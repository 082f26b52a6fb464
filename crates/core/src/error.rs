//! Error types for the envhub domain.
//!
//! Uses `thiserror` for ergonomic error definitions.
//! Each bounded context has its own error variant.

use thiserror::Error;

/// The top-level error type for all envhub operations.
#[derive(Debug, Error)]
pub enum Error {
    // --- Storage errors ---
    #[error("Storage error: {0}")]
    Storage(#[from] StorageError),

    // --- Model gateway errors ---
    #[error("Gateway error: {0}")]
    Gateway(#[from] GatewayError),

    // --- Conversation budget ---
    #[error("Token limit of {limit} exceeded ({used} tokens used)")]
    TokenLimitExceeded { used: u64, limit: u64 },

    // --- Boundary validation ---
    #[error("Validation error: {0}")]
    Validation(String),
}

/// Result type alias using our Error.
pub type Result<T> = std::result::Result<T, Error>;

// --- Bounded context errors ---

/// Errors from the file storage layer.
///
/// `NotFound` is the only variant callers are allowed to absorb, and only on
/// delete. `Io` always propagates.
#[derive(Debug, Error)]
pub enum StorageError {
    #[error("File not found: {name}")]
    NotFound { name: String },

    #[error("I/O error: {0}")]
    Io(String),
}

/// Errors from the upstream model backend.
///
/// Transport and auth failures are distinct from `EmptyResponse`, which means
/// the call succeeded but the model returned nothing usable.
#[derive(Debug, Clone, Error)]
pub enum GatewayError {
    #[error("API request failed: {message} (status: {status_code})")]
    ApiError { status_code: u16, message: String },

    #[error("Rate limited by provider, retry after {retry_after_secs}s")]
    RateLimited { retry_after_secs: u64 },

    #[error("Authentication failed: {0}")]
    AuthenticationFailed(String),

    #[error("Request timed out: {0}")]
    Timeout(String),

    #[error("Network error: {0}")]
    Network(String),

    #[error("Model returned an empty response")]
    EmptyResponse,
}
● ● ● ● ●
» AIM OF THE EXERCISE: Return a copy of each line of the material that holds the word "enum".

» YOUR RESPONSE:
pub enum Error {
pub enum StorageError {
pub enum GatewayError {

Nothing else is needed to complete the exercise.